When I do this experiment with each of two kernels, I find that the results are indeed linear in the workload, but I get some pretty striking results. I am running these experiments with a number of work units that is a direct multiple of the number of streaming multiprocessors and thus the number of blocks in the launch grid, and in fact each work unit calls for a replica of the same evaluations, so the load is very well balanced. With the faster kernel, the trendline suggests a launch latency of about 11 microseconds. With the slower kernel, the trendline suggests a launch latency of 0 or perhaps even -1 microseconds (so, zero).

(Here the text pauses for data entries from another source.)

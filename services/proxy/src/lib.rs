//! ferry blue-green proxy.
//!
//! Forwards every HTTP request to one of two fixed upstreams (Blue, Green),
//! choosing whichever the background health checker last found healthy.

#![cfg_attr(test, allow(clippy::unwrap_used))]

pub mod forward;
pub mod health;
pub mod state;

use std::sync::Arc;

use axum::Router;
use axum::extract::DefaultBodyLimit;

pub use health::{CycleOutcome, HealthCheckHandle, HealthChecker, HttpProbe, Probe, run_cycle};
pub use state::{ProxyState, TargetCell, Upstreams};

/// Router that forwards every path and method to the current target.
pub fn router(state: Arc<ProxyState>) -> Router {
    Router::new()
        .fallback(forward::forward)
        .layer(DefaultBodyLimit::max(forward::MAX_BODY_BYTES))
        .with_state(state)
}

The first result seems within reason, though perhaps a bit higher than I usually hear kernel launch latency quoted at, but the second result seems a bit odd–I’d expect at least 5, especially given that the slower kernel involves much more detailed code (though the reason it is slower is not because it does more math, it actually does much less math but involves a lot more atomicAdd() operations).

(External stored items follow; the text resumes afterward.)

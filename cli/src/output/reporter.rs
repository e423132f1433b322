//! Progress lines for long-running jobs.
//!
//! Steps and successes go to stdout and respect `--quiet`. Warnings (skipped
//! tasks, missing jobs) go to stderr and are always shown.

use owo_colors::{OwoColorize as _, Style};

use crate::application::ports::ProgressReporter;
use crate::output::OutputContext;

const STEP: &str = "→";
const SUCCESS: &str = "✓";
const WARNING: &str = "!";

/// `ProgressReporter` that writes indented, glyph-prefixed lines.
pub struct TerminalReporter<'a> {
    ctx: &'a OutputContext,
}

impl<'a> TerminalReporter<'a> {
    #[must_use]
    pub fn new(ctx: &'a OutputContext) -> Self {
        Self { ctx }
    }

    fn progress(&self, glyph: &str, style: Style, message: &str) {
        if !self.ctx.quiet {
            println!("{}", line(glyph, style, message));
        }
    }
}

/// `"  <glyph> <message>"` with the glyph styled.
pub(crate) fn line(glyph: &str, style: Style, message: &str) -> String {
    format!("  {} {message}", glyph.style(style))
}

impl ProgressReporter for TerminalReporter<'_> {
    fn step(&self, message: &str) {
        self.progress(STEP, self.ctx.styles.step, message);
    }

    fn success(&self, message: &str) {
        self.progress(SUCCESS, self.ctx.styles.success, message);
    }

    fn warn(&self, message: &str) {
        eprintln!("{}", line(WARNING, self.ctx.styles.warning, message));
    }
}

I am running these calculations on an A40, the top-end visualization card, but I believe I am getting MAD returns off of the floating-point arithmetic two-fer that the GA102 series offers.

Can anyone comment here–does kernel launch latency indeed scale with the complexity of the kernel, is 11 microseconds a launch latency one might expect for a relatively simple kernel requiring 40 registers per thread and launched with five 256-threaded blocks per SM? Is it plausible that a very complex kernel (about 1600 lines in all) with 57-60 registers per thread launched on one 1024-threaded block per SM might have a very low launch latency?

Cheers!

(Edit: I am looking at several other systems of similar sizes, and the results remain more or less the same–7 microseconds’ estimated latency in the other systems for the fast kernel, and 0 to “negative 1” microseconds’ estimated latency in the slower kernel.)

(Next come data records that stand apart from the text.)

//! `Provisioner` backed by the DigitalOcean v2 API.
//!
//! Instances are droplets. Every account SSH key is attached at creation so
//! the operator's key can log in.

use std::time::Duration;

use anyhow::{Context, Result};
use reqwest::{Client, Response};
use serde::{Deserialize, Serialize};

use crate::application::ports::{InstanceSpec, InstanceStatus, Provisioner};
use crate::domain::ProvisioningError;

/// Public API endpoint.
pub const DIGITALOCEAN_API: &str = "https://api.digitalocean.com";

const REQUEST_TIMEOUT: Duration = Duration::from_secs(30);

#[derive(Debug, Serialize)]
struct CreateDroplet<'a> {
    name: &'a str,
    region: &'a str,
    size: &'a str,
    image: &'a str,
    ssh_keys: Vec<u64>,
}

#[derive(Debug, Deserialize)]
struct DropletEnvelope {
    droplet: Droplet,
}

#[derive(Debug, Deserialize)]
struct Droplet {
    id: u64,
    #[serde(default)]
    status: String,
    #[serde(default)]
    networks: Networks,
}

#[derive(Debug, Default, Deserialize)]
struct Networks {
    #[serde(default)]
    v4: Vec<NetworkV4>,
}

#[derive(Debug, Deserialize)]
struct NetworkV4 {
    ip_address: String,
    #[serde(default, rename = "type")]
    kind: String,
}

#[derive(Debug, Deserialize)]
struct SshKeys {
    ssh_keys: Vec<SshKey>,
}

#[derive(Debug, Deserialize)]
struct SshKey {
    id: u64,
}

impl Droplet {
    /// Public IPv4 if the droplet has one, otherwise the first IPv4.
    fn address(&self) -> Option<&str> {
        self.networks
            .v4
            .iter()
            .find(|n| n.kind == "public")
            .or_else(|| self.networks.v4.first())
            .map(|n| n.ip_address.as_str())
    }
}

pub struct DigitalOceanProvisioner {
    client: Client,
    base_url: String,
    token: String,
}

impl DigitalOceanProvisioner {
    /// # Errors
    ///
    /// Returns an error if the HTTP client cannot be built.
    pub fn new(token: impl Into<String>) -> Result<Self> {
        Self::with_base_url(token, DIGITALOCEAN_API)
    }

    /// Point the client at another API root (tests use a local server).
    ///
    /// # Errors
    ///
    /// Returns an error if the HTTP client cannot be built.
    pub fn with_base_url(token: impl Into<String>, base_url: &str) -> Result<Self> {
        let client = Client::builder()
            .timeout(REQUEST_TIMEOUT)
            .build()
            .context("failed to build HTTP client")?;
        Ok(Self {
            client,
            base_url: base_url.trim_end_matches('/').to_string(),
            token: token.into(),
        })
    }

    fn url(&self, path: &str) -> String {
        format!("{}{path}", self.base_url)
    }

    /// Turn a non-success response into `ProvisioningError::Api`.
    async fn check(response: Response, operation: &str) -> Result<Response> {
        let status = response.status();
        if status.is_success() {
            return Ok(response);
        }
        let body = response.text().await.unwrap_or_default();
        Err(ProvisioningError::Api {
            operation: operation.to_string(),
            status: status.as_u16(),
            body,
        }
        .into())
    }

    async fn ssh_key_ids(&self) -> Result<Vec<u64>> {
        let response = self
            .client
            .get(self.url("/v2/account/keys"))
            .bearer_auth(&self.token)
            .send()
            .await
            .context("listing account SSH keys")?;
        let keys: SshKeys = Self::check(response, "list SSH keys").await?.json().await?;
        Ok(keys.ssh_keys.into_iter().map(|k| k.id).collect())
    }

    async fn droplet(&self, id: u64) -> Result<Droplet> {
        let response = self
            .client
            .get(self.url(&format!("/v2/droplets/{id}")))
            .bearer_auth(&self.token)
            .send()
            .await
            .with_context(|| format!("fetching droplet {id}"))?;
        let envelope: DropletEnvelope = Self::check(response, "get droplet")
            .await?
            .json()
            .await
            .with_context(|| format!("decoding droplet {id}"))?;
        Ok(envelope.droplet)
    }
}

impl Provisioner for DigitalOceanProvisioner {
    async fn create(&self, spec: &InstanceSpec<'_>) -> Result<u64> {
        // Creation goes ahead without keys if they cannot be listed.
        let ssh_keys = match self.ssh_key_ids().await {
            Ok(keys) => {
                tracing::debug!(?keys, "account SSH keys");
                keys
            }
            Err(e) => {
                tracing::warn!(error = %format!("{e:#}"), "failed to get SSH keys");
                Vec::new()
            }
        };

        let body = CreateDroplet {
            name: spec.name,
            region: spec.region,
            size: spec.size,
            image: spec.image,
            ssh_keys,
        };
        let response = self
            .client
            .post(self.url("/v2/droplets"))
            .bearer_auth(&self.token)
            .json(&body)
            .send()
            .await
            .context("creating droplet")?;
        let envelope: DropletEnvelope = Self::check(response, "create droplet")
            .await?
            .json()
            .await
            .context("decoding created droplet")?;
        Ok(envelope.droplet.id)
    }

    async fn status(&self, id: u64) -> Result<InstanceStatus> {
        Ok(InstanceStatus::parse(&self.droplet(id).await?.status))
    }

    async fn address(&self, id: u64) -> Result<String> {
        let droplet = self.droplet(id).await?;
        droplet
            .address()
            .map(str::to_string)
            .ok_or_else(|| ProvisioningError::NoAddress { id }.into())
    }
}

Kernel launch overhead is frequently cited as 5 microseconds. That is based on measurements using a wave of null kernels, that is, back to back launching of an empty kernel that does not do anything, i.e. exits immediately. One finds that there is a hard limit of around 200,000 such launches per second.

This has been well reproducible for many years, and is basically a function of the hardware mechanisms involved. I have seen some indications that this overhead has reduced slightly on the latest PCIe4-based GPUs, to about 4 microseconds. My understanding of the PCIe transactions is limited, but best I know a kernel launch requires at least two transactions: (1) host sending a kernel launch command to the GPU (2) GPU sending an acknowledgement back to the host.

I believe you are on Linux? On Windows, with the default WDDM driver, the launch overhead is larger. Because traversing the WDDM software stack is so expensive, the CUDA driver batches up launches to reduce the average launch overhead, but last time I measured on Windows 10 a couple years back that still averaged to 10+ microseconds.

Real kernels require more work than null kernels, as various additional control information has to first stuffed into, then taken out of the command queue (a software buffer on the host side that is drained via PCIe into the GPU’s hardware command queues), and configuring the GPU hardware for the launch may be more or less involved. The GPU command queues are processed at finite speed, and processing more control data takes additional time. I have not measured it recently and my memory is hazy, but this step takes single digit microseconds, I seem to recall.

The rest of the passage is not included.